I hate the cyclist for his little smug celebration and “little kid with a badge from a cereal box” offer of “Hey, you need the video, officer?” and his completely unrequited offer of his name to the cop. I hate the cop for playing into this cockbag’s delusions of cyclists being anything higher on the food chain than a fly on your windshield, talking to him with the same professional courtesy one might give a Make-A-Wish kid going on a ride-along. “You think this big meanie should get a ticket, little buddy? Okay, just for you!” And, most of all, I hate the SUV driver for not pounding a tall boy or 10 before hitting the road and, as a result, not just plowing into him for the good of society at large. Do you even Sunday Funday bro?
Before you go and say I’m being unreasonable, after noting all his needy “SUBSCRIBE :)” crap all over the video, I clicked on this guy’s YouTube channel and, guess what, he’s not just a cyclist, he’s a cyclist who just looooves attention for standing up to the big mean advancements in American transportation.

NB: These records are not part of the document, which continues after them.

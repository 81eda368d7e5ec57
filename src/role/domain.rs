//! Core role domain types.

use std::fmt::Display;

use serde::{Deserialize, Serialize};

use crate::{Error, database_id::RoleId, permission::Permission};

/// A validated, non-empty role name.
#[derive(Clone, Debug, PartialEq, Eq, Serialize, Deserialize, Hash)]
pub struct RoleName(String);

impl RoleName {
    /// Create a role name.
    ///
    /// # Errors
    ///
    /// This function will return an [Error::EmptyRoleName] if `name` is empty or only whitespace.
    pub fn new(name: &str) -> Result<Self, Error> {
        let name = name.trim();

        if name.is_empty() {
            Err(Error::EmptyRoleName)
        } else {
            Ok(Self(name.to_string()))
        }
    }

    /// Create a role name without validation.
    ///
    /// The caller should ensure that the string is not empty.
    pub fn new_unchecked(name: &str) -> Self {
        Self(name.to_string())
    }
}

impl AsRef<str> for RoleName {
    fn as_ref(&self) -> &str {
        &self.0
    }
}

impl Display for RoleName {
    fn fmt(&self, f: &mut std::fmt::Formatter<'_>) -> std::fmt::Result {
        write!(f, "{}", self.0)
    }
}

/// A named group of permissions that can be assigned to users.
#[derive(Debug, Clone, PartialEq, Serialize, Deserialize)]
pub struct Role {
    /// The role's ID in the database.
    pub id: RoleId,
    /// The unique role name.
    pub name: RoleName,
    /// What the role is for.
    pub description: String,
    /// The permissions granted by the role, sorted by ID.
    pub permissions: Vec<Permission>,
}

/// The name of the role seeded with every permission.
pub const ADMIN_ROLE: &str = "Admin";
/// The name of the role seeded with read access and transaction entry.
pub const USER_ROLE: &str = "User";

/// The permissions granted by the seeded [USER_ROLE].
pub const USER_ROLE_PERMISSIONS: [Permission; 4] = [
    Permission::ViewTransactions,
    Permission::CreateTransaction,
    Permission::ViewPersons,
    Permission::ViewCostTypes,
];

/// Request body for creating or replacing a role.
#[derive(Debug, Clone, Serialize, Deserialize)]
pub struct RoleData {
    /// The role name, must not be empty.
    pub name: String,
    /// What the role is for.
    #[serde(default)]
    pub description: String,
    /// The IDs of the permissions to grant.
    #[serde(default)]
    pub permission_ids: Vec<i64>,
}

/// Request body for replacing a role's permissions.
#[derive(Debug, Clone, Serialize, Deserialize)]
pub struct RolePermissionsData {
    /// The role to change.
    pub role_id: RoleId,
    /// The IDs of the permissions to grant.
    pub permission_ids: Vec<i64>,
}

Yes, you just witnessed a video of a little man on a bicycle catch up to a car, yell at its driver about the rules of the road, then ride past a red light into oncoming traffic. And you’re telling me I can’t wish for a Leonard Little special on this kid? Get out of here. You failed me, tonight, Internet. Gonna take some chicks breaking out meat flaps on Instagram tonight to get our relationship back on track.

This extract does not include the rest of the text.